▶ **EXERCISE INPUT**
= = =

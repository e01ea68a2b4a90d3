//! Raw mode RAII guard.

use crossterm::terminal::{disable_raw_mode, enable_raw_mode, is_raw_mode_enabled};
use std::io;

/// Keeps the terminal in raw mode for as long as it lives.
///
/// Nested guards are harmless: only the guard that actually switched raw mode
/// on switches it off again.
pub struct RawModeGuard {
    owns: bool,
}

impl RawModeGuard {
    pub fn new() -> io::Result<Self> {
        if is_raw_mode_enabled()? {
            return Ok(Self { owns: false });
        }
        enable_raw_mode()?;
        Ok(Self { owns: true })
    }

    /// Leave raw mode now instead of at drop.
    pub fn release(&mut self) {
        if self.owns {
            let _ = disable_raw_mode();
            self.owns = false;
        }
    }
}

impl Drop for RawModeGuard {
    fn drop(&mut self) {
        self.release();
    }
}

= = =

Write out exactly those lines of the records above that lie from the one with "self.owns = false;" through the last line, including both.

            self.owns = false;
        }
    }
}

impl Drop for RawModeGuard {
    fn drop(&mut self) {
        self.release();
    }
}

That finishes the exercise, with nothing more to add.